Itinerario di Girolamo Comi (Seconda parte)

Il tuo linguaggio profondo

è come un’ala distesa

un’ala di luce rappresa

dentro l’argilla del mondo

e in ogni consumo di cose

rutila e s’ingigantisce

un fuoco che non finisce

per cui rinascono rose,

pensieri paesi e persone

uniti in un cantico ebbro

ch’è oscura comunione

coi calici del tuo verbo

(59),

dove c’è quasi il senso della permanenza del fuoco originario che permane negli individui e negli oggetti del creato e li unisce per sempre alla divinità attraverso il Verbo.

Ancora più esplicita e significativa è La Grazia, da dove, secondo Luigi Fallacara, comincia “la poesia veramente religiosa”[4] di Comi, una delle sue liriche più alte e significative:

Se la Tua grazia m’inonda e mi colma

il respiro mi manca, ed è allora

ch’io sento il verbo e dimentico l’ombra

della mia cupa e orgogliosa parola.

Se Tu m’assisti, il mio cuore diventa

un grande bosco di pensieri vivi

in cui regna e s’eterna la sementa

dell’ansia antica dei morti e dei vivi.

Ed una forza armoniosa invade

le sillabe del sangue e le rende

preghiere piene dove rotea e splende

la rosa aurea dei tuoi cieli, o Padre(60).

Qui è proprio attraverso la Grazia divina che il poeta sente il Verbo, dimenticando la sua “cupa e orgogliosa parola”. Le “sillabe del sangue” diventano allora “preghiere”, perché preghiera e poesia “sono una sola cosa” per Comi. “La sensualità panica – ha scritto Bocelli a proposito di questa composizione – si è concentrata in un sentimento religioso, cristiano della vita (sia pure d’un cristianesimo con molte tracce ancora di immanentismo); e quell’immaginismo acceso, rutilante è divenuto tutt’una cosa con tale sentimento della vita”[5].
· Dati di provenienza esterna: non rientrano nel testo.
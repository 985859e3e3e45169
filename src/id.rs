//! Actor identity and addressing.
//!
//! An [`ActorId`] is a compact value type, not a globally unique handle: it
//! names a `(service_id, core_id)` pair and is only meaningful for the
//! lifetime of the actor it currently refers to. Two reserved values turn an
//! otherwise ordinary id into a broadcast address; see [`ActorId::is_broadcast`].

use std::fmt;

/// `service_id == 0` means "every actor on this core".
pub const BROADCAST_SERVICE: u16 = 0;

/// `core_id == BROADCAST_CORE` means "every core that has a matching service".
pub const BROADCAST_CORE: u16 = u16::MAX;

/// Identifies a single actor: the service slot it occupies plus the core it
/// is pinned to.
///
/// # Example
/// ```
/// use vcore_rt::id::ActorId;
///
/// let a = ActorId::new(3, 0);
/// let b = ActorId::new(3, 0);
/// assert_eq!(a, b);
/// assert_ne!(a, ActorId::new(3, 1));
/// ```
#[derive(Debug, Clone, Copy, PartialEq, Eq, Hash, PartialOrd, Ord)]
pub struct ActorId {
    pub service_id: u16,
    pub core_id: u16,
}

impl ActorId {
    /// Construct an id for a concrete `(service_id, core_id)` pair.
    pub const fn new(service_id: u16, core_id: u16) -> Self {
        Self {
            service_id,
            core_id,
        }
    }

    /// Address every actor on `core_id`.
    pub const fn broadcast_id(core_id: u16) -> Self {
        Self::new(BROADCAST_SERVICE, core_id)
    }

    /// Address the service `service_id` on every core.
    pub const fn broadcast_all_cores(service_id: u16) -> Self {
        Self::new(service_id, BROADCAST_CORE)
    }

    /// Address every actor everywhere.
    pub const fn broadcast_everywhere() -> Self {
        Self::new(BROADCAST_SERVICE, BROADCAST_CORE)
    }

    /// True if this id requires fan-out rather than a single point-to-point
    /// delivery.
    pub const fn is_broadcast(&self) -> bool {
        self.service_id == BROADCAST_SERVICE || self.core_id == BROADCAST_CORE
    }

    /// True if this id, used as a destination, targets every actor on a
    /// single core (as opposed to a specific service across cores).
    pub const fn is_core_broadcast(&self) -> bool {
        self.service_id == BROADCAST_SERVICE && self.core_id != BROADCAST_CORE
    }
}

impl fmt::Display for ActorId {
    fn fmt(&self, f: &mut fmt::Formatter<'_>) -> fmt::Result {
        write!(f, "{}:{}", self.core_id, self.service_id)
    }
}

#[cfg(test)]
mod tests {
    use super::*;

    #[test]
    fn equal_fields_are_equal_ids() {
        assert_eq!(ActorId::new(1, 2), ActorId::new(1, 2));
    }

    #[test]
    fn different_core_differs() {
        assert_ne!(ActorId::new(1, 2), ActorId::new(1, 3));
    }

    #[test]
    fn broadcast_id_targets_core_with_reserved_service() {
        let id = ActorId::broadcast_id(5);
        assert_eq!(id.service_id, BROADCAST_SERVICE);
        assert_eq!(id.core_id, 5);
        assert!(id.is_broadcast());
        assert!(id.is_core_broadcast());
    }

    #[test]
    fn broadcast_all_cores_targets_service_with_reserved_core() {
        let id = ActorId::broadcast_all_cores(7);
        assert_eq!(id.service_id, 7);
        assert_eq!(id.core_id, BROADCAST_CORE);
        assert!(id.is_broadcast());
        assert!(!id.is_core_broadcast());
    }

    #[test]
    fn broadcast_everywhere_sets_both_reserved_fields() {
        let id = ActorId::broadcast_everywhere();
        assert!(id.is_broadcast());
        assert_eq!(id, ActorId::new(BROADCAST_SERVICE, BROADCAST_CORE));
    }

    #[test]
    fn ordinary_id_is_not_broadcast() {
        assert!(!ActorId::new(4, 1).is_broadcast());
    }

    #[test]
    fn display_format_is_core_colon_service() {
        assert_eq!(format!("{}", ActorId::new(9, 2)), "2:9");
    }
}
  • Il ritorno a Lucugnano: L’Accademia salentina, “L’Albero”

Subito dopo la guerra, nel 1946, Comi si trasferisce a Lucugnano, dove incomincerà un’altra fase assai significativa della sua attività letteraria. Nel 1948 fonda, infatti, l’Accademia salentina, di cui faranno parte personalità di primo piano della cultura nazionale, come Oreste Macrì, Michele Pierri, Mario Marti, Luciano Anceschi, Rosario Assunto, Vincenzo Ciardo, Maria Corti, Luigi Corvaglia, Enrico Falqui, Ferruccio Ferrazzi e Giuseppe Macrì. L’Accademia si proponeva di dare un contributo alla rinascita culturale del territorio salentino ma non trascurava nemmeno l’aspetto sociale  anche attraverso l’istituzione di premi riservati a insegnanti e borse di studio per gli studenti più meritevoli. I soci si riunivano periodicamente nel palazzo di Comi e discutevano di temi culturali, religiosi, di estetica, di arte. Nell’album conservato nella Biblioteca di Palazzo Comi esistono i verbali di queste riunioni stesi dalla Corti. L’Accademia andò avanti fino al 1953 (ma l’ultima riunione è quella del 28 dicembre 1954), e si estinse a causa delle difficoltà economiche di Comi dopo il fallimento dell’oleificio che aveva fondato, ma anche in seguito all’allontanamento di alcuni soci i quali avevano difficoltà a  raggiungere Lucugnano a causa della sua posizione geografica[6].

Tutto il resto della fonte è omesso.